Material Confirmation of Click

As a bit of an experiment for this site I wanted to mimic the confirmation of click/touch that Material design allows on apps.

Essentially its a circular colour that radiates out from where you touch to show the user that an action has taken place.

Here’s the basic structure of my links:

$('.link').on('click', function(){
  $(this).find('.circle').addClass('runcircle');
  var href = $(this).find('.mixhover').attr('href');
  setTimeout(function() {window.location = href}, 450);
  return false;
});

I have a little bit of jQuery where it adds a class to the circle element (the added class has a CSS animation attached to it) and adds a timer to the actual link so the animation has time to run.

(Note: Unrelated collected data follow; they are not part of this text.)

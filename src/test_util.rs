//! Test utilities: deterministic DNS channel mock and logging helpers.
//!
//! [`MockDnsChannel`] scripts replies per (name, family) pair and either
//! answers synchronously or queues queries until the test pumps the
//! channel, which models one turn of an embedder's event loop. [`capture`]
//! builds a completion callback that records its single invocation and
//! panics on a second one, so every test doubles as an exactly-once check.

use std::cell::{Cell, RefCell};
use std::collections::VecDeque;
use std::net::{Ipv4Addr, Ipv6Addr};
use std::rc::Rc;
use std::sync::Once;

use tracing::{debug, warn};

use crate::addrinfo::AddrInfo;
use crate::channel::{DnsChannel, HostCallback, HostEnt};
use crate::hints::Family;
use crate::resolve::AddrInfoCallback;
use crate::status::Status;

static INIT_LOGGING: Once = Once::new();

/// Initialize tracing for tests with trace-level output.
///
/// Safe to call multiple times; only initializes once.
pub fn init_test_logging() {
    INIT_LOGGING.call_once(|| {
        let _ = tracing_subscriber::fmt()
            .with_max_level(tracing::Level::TRACE)
            .with_test_writer()
            .with_target(true)
            .with_ansi(false)
            .try_init();
    });
}

/// Log a test phase transition with a visual separator.
#[macro_export]
macro_rules! test_phase {
    ($name:expr) => {
        tracing::info!(phase = %$name, "========================================");
        tracing::info!(phase = %$name, "TEST PHASE: {}", $name);
        tracing::info!(phase = %$name, "========================================");
    };
}

/// Log test completion with summary.
#[macro_export]
macro_rules! test_complete {
    ($name:expr) => {
        tracing::info!(test = %$name, "test completed successfully: {}", $name);
    };
}

/// Log before assertions for context.
#[macro_export]
macro_rules! assert_with_log {
    ($cond:expr, $msg:expr, $expected:expr, $actual:expr) => {
        tracing::debug!(
            expected = ?$expected,
            actual = ?$actual,
            "Asserting: {}",
            $msg
        );
        assert!($cond, "{}: expected {:?}, got {:?}", $msg, $expected, $actual);
    };
}

/// One scripted reply for the mock channel.
#[derive(Debug, Clone)]
pub struct MockReply {
    /// Status to deliver.
    pub status: Status,
    /// Timeouts the transport claims to have observed.
    pub timeouts: u32,
    /// Reply body for success statuses.
    pub host: Option<HostEnt>,
}

impl MockReply {
    /// Successful IPv4 reply.
    #[must_use]
    pub fn v4(name: Option<&str>, addrs: &[Ipv4Addr]) -> Self {
        Self {
            status: Status::Success,
            timeouts: 0,
            host: Some(HostEnt::v4(name, addrs.to_vec())),
        }
    }

    /// Successful IPv6 reply.
    #[must_use]
    pub fn v6(name: Option<&str>, addrs: &[Ipv6Addr]) -> Self {
        Self {
            status: Status::Success,
            timeouts: 0,
            host: Some(HostEnt::v6(name, addrs.to_vec())),
        }
    }

    /// Failed reply with the given status.
    #[must_use]
    pub const fn failure(status: Status) -> Self {
        Self {
            status,
            timeouts: 0,
            host: None,
        }
    }

    /// Attaches a timeout count to the reply.
    #[must_use]
    pub const fn with_timeouts(mut self, timeouts: u32) -> Self {
        self.timeouts = timeouts;
        self
    }
}

struct PendingQuery {
    name: String,
    family: Family,
    callback: HostCallback,
}

/// Scripted, deterministic [`DnsChannel`].
///
/// Replies are scripted per (name, family) and consumed in FIFO order. A
/// query with no scripted reply is answered with a miss. In the default
/// deferred mode queries queue until [`MockDnsChannel::pump`] delivers
/// them; [`MockDnsChannel::immediate`] builds a channel that answers inside
/// `resolve_host`, like a transport with a hot cache.
pub struct MockDnsChannel {
    scripts: RefCell<Vec<(String, Family, VecDeque<MockReply>)>>,
    pending: RefCell<VecDeque<PendingQuery>>,
    queries: RefCell<Vec<(String, Family)>>,
    deliver_inline: Cell<bool>,
}

impl MockDnsChannel {
    /// Deferred-delivery channel; tests drive it with
    /// [`MockDnsChannel::pump`].
    #[must_use]
    pub fn new() -> Self {
        Self {
            scripts: RefCell::new(Vec::new()),
            pending: RefCell::new(VecDeque::new()),
            queries: RefCell::new(Vec::new()),
            deliver_inline: Cell::new(false),
        }
    }

    /// Channel that answers queries synchronously inside `resolve_host`.
    #[must_use]
    pub fn immediate() -> Self {
        let channel = Self::new();
        channel.deliver_inline.set(true);
        channel
    }

    /// This channel as a trait handle for [`crate::getaddrinfo`].
    #[must_use]
    pub fn handle(self: &Rc<Self>) -> Rc<dyn DnsChannel> {
        Rc::clone(self) as Rc<dyn DnsChannel>
    }

    /// Scripts the next reply for `(name, family)`.
    pub fn script(&self, name: &str, family: Family, reply: MockReply) {
        let mut scripts = self.scripts.borrow_mut();
        if let Some((_, _, queue)) = scripts
            .iter_mut()
            .find(|(n, f, _)| n == name && *f == family)
        {
            queue.push_back(reply);
        } else {
            scripts.push((name.to_owned(), family, VecDeque::from([reply])));
        }
    }

    /// Delivers the oldest pending query. Returns false when none waited.
    pub fn pump(&self) -> bool {
        let query = self.pending.borrow_mut().pop_front();
        match query {
            Some(query) => {
                self.deliver(query);
                true
            }
            None => false,
        }
    }

    /// Pumps until the queue is empty, returning how many queries ran.
    pub fn pump_all(&self) -> usize {
        let mut delivered = 0;
        while self.pump() {
            delivered += 1;
        }
        delivered
    }

    /// Number of queries waiting for delivery.
    #[must_use]
    pub fn pending_queries(&self) -> usize {
        self.pending.borrow().len()
    }

    /// Every query issued so far, in order.
    #[must_use]
    pub fn queries(&self) -> Vec<(String, Family)> {
        self.queries.borrow().clone()
    }

    fn take_reply(&self, name: &str, family: Family) -> Option<MockReply> {
        let mut scripts = self.scripts.borrow_mut();
        scripts
            .iter_mut()
            .find(|(n, f, _)| n == name && *f == family)
            .and_then(|(_, _, queue)| queue.pop_front())
    }

    fn deliver(&self, query: PendingQuery) {
        // Take the reply before invoking the continuation: the continuation
        // may re-enter resolve_host on this same channel.
        let reply = self.take_reply(&query.name, query.family);
        match reply {
            Some(reply) => {
                debug!(
                    name = %query.name,
                    family = %query.family,
                    status = %reply.status,
                    "mock channel delivering reply"
                );
                (query.callback)(reply.status, reply.timeouts, reply.host.as_ref());
            }
            None => {
                warn!(
                    name = %query.name,
                    family = %query.family,
                    "unscripted query, answering with a miss"
                );
                (query.callback)(Status::NoName, 0, None);
            }
        }
    }
}

impl Default for MockDnsChannel {
    fn default() -> Self {
        Self::new()
    }
}

impl DnsChannel for MockDnsChannel {
    fn resolve_host(&self, name: &str, family: Family, callback: HostCallback) {
        self.queries.borrow_mut().push((name.to_owned(), family));
        let query = PendingQuery {
            name: name.to_owned(),
            family,
            callback,
        };
        if self.deliver_inline.get() {
            self.deliver(query);
        } else {
            self.pending.borrow_mut().push_back(query);
        }
    }
}

/// Completion outcome recorded by [`capture`].
pub type CapturedResult = Rc<RefCell<Option<(Status, u32, Option<Box<AddrInfo>>)>>>;

/// Builds a completion callback that records its single invocation.
///
/// The callback panics if it is ever invoked twice, so every test using it
/// also verifies the exactly-once contract.
#[must_use]
pub fn capture() -> (CapturedResult, AddrInfoCallback) {
    let slot: CapturedResult = Rc::new(RefCell::new(None));
    let sink = Rc::clone(&slot);
    let callback: AddrInfoCallback = Box::new(move |status, timeouts, result| {
        let previous = sink.borrow_mut().replace((status, timeouts, result));
        assert!(
            previous.is_none(),
            "completion callback invoked more than once"
        );
    });
    (slot, callback)
}

#[cfg(test)]
mod tests {
    use super::*;

    #[test]
    fn scripted_replies_consume_in_order() {
        let channel = MockDnsChannel::new();
        channel.script("h.example", Family::Inet, MockReply::failure(Status::NoName));
        channel.script(
            "h.example",
            Family::Inet,
            MockReply::v4(None, &[Ipv4Addr::LOCALHOST]),
        );

        let first = channel.take_reply("h.example", Family::Inet).unwrap();
        assert_eq!(first.status, Status::NoName);
        let second = channel.take_reply("h.example", Family::Inet).unwrap();
        assert_eq!(second.status, Status::Success);
        assert!(channel.take_reply("h.example", Family::Inet).is_none());
    }

    #[test]
    fn deferred_channel_queues_until_pumped() {
        let channel = Rc::new(MockDnsChannel::new());
        let fired = Rc::new(Cell::new(false));
        let flag = Rc::clone(&fired);
        channel.resolve_host(
            "x.example",
            Family::Inet,
            Box::new(move |status, _, _| {
                assert_eq!(status, Status::NoName);
                flag.set(true);
            }),
        );

        assert_eq!(channel.pending_queries(), 1);
        assert!(!fired.get());
        assert!(channel.pump());
        assert!(fired.get());
        assert!(!channel.pump());
    }

    #[test]
    fn capture_records_one_completion() {
        let (slot, callback) = capture();
        callback(Status::Success, 3, None);
        let captured = slot.borrow();
        let (status, timeouts, _) = captured.as_ref().unwrap();
        assert_eq!(*status, Status::Success);
        assert_eq!(*timeouts, 3);
    }
}
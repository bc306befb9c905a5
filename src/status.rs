//! Completion status codes.
//!
//! Every request finishes with exactly one [`Status`], delivered through the
//! completion callback. The set mirrors the classic resolver status space:
//! one success code and a small taxonomy of terminal failures.

use std::fmt;

/// Terminal status of a resolution request.
#[derive(Debug, Clone, Copy, PartialEq, Eq, Hash)]
pub enum Status {
    /// The request completed and the result chain is valid.
    Success,
    /// An allocation failed. Retained for interface parity with transports
    /// that report it; Rust allocation failure aborts, so the engine itself
    /// never produces this code.
    NoMem,
    /// The request was malformed, such as a missing channel.
    BadQuery,
    /// No name could be resolved. Raised when both node and service are
    /// absent, when numeric-only resolution fails, and when a symbolic
    /// service is unknown to the database.
    NoName,
    /// The hints flags contradict the other arguments.
    BadFlags,
    /// An address family was unusable, either in the hints or in a result
    /// record during service defaulting.
    BadFamily,
    /// The protocol constraint could not be satisfied by the database.
    BadHints,
    /// A canonical name was requested but none is available.
    BadName,
    /// The state machine reached a state with no defined transition.
    FormErr,
}

impl Status {
    /// Human-readable description, in the style of `strerror`.
    #[must_use]
    pub const fn description(self) -> &'static str {
        match self {
            Self::Success => "successful completion",
            Self::NoMem => "out of memory",
            Self::BadQuery => "bad query",
            Self::NoName => "name or service not known",
            Self::BadFlags => "invalid flags",
            Self::BadFamily => "address family not supported",
            Self::BadHints => "unsatisfiable protocol hints",
            Self::BadName => "canonical name not available",
            Self::FormErr => "resolver state error",
        }
    }

    /// Returns true for [`Status::Success`].
    #[must_use]
    pub const fn is_success(self) -> bool {
        matches!(self, Self::Success)
    }

    /// Returns true for every code that terminates a request in failure.
    #[must_use]
    pub const fn is_terminal_failure(self) -> bool {
        !matches!(self, Self::Success)
    }
}

impl fmt::Display for Status {
    fn fmt(&self, f: &mut fmt::Formatter<'_>) -> fmt::Result {
        f.write_str(self.description())
    }
}

impl std::error::Error for Status {}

$('.link').on('click', function(){
  $(this).find('.circle').addClass('runcircle');
  var href = $(this).find('.mixhover').attr('href');
  setTimeout( function() {window.location = href}, 450);
  return false;
});

The circle span has the following CSS:

.circle {
  position: absolute;
  top: calc(50% - 5px);
  left: calc(50% - 5px);
  width: 10px;
  height: 10px;
  background: #4285F4;
  border-radius: 10px;
  opacity: 0;
  z-index: 1;
}

… and when the runcircle class is added it does (width and height have to be bigger than the container its in to work):

.circle.runcircle {
  top:-200px;
  left:-200px;
  width:600px;
  height:600px;
  border-radius:500px;
  animation-name: circlefade;
  animation-duration: .4s;
  animation-timing-function: 
  linear;
}

The css animation is as follows:

@keyframes circlefade {
  0% { opacity:0; }
  10% { opacity:.5; }
  20% { opacity:.5; }
  30% { opacity:.5; }
  40% { opacity:.5; }
  50% { opacity:.5; }
  60% { opacity:.45; }
  70% { opacity:.35; } 
  80% { opacity:.25; }
  90% { opacity:.15; }
  100% { opacity:0; }
}

Then as a bonus if you want to test the animation over and over to get it how you want, comment out (or remove) the window.location line so the ‘return false’ stops the link from working.

Then you can add this to remove the ‘runcircle’ class so you can see your animation, then click it again and again and again…

$(".link .circle").on("webkitAnimationEnd oanimationend msAnimationEnd animationend",function() {
  $(this).delay(200).queue(function() {
    $(this).removeClass("large").dequeue();
  });
});

So if all goes to plan you should get a nice circle animation from the center of the container out.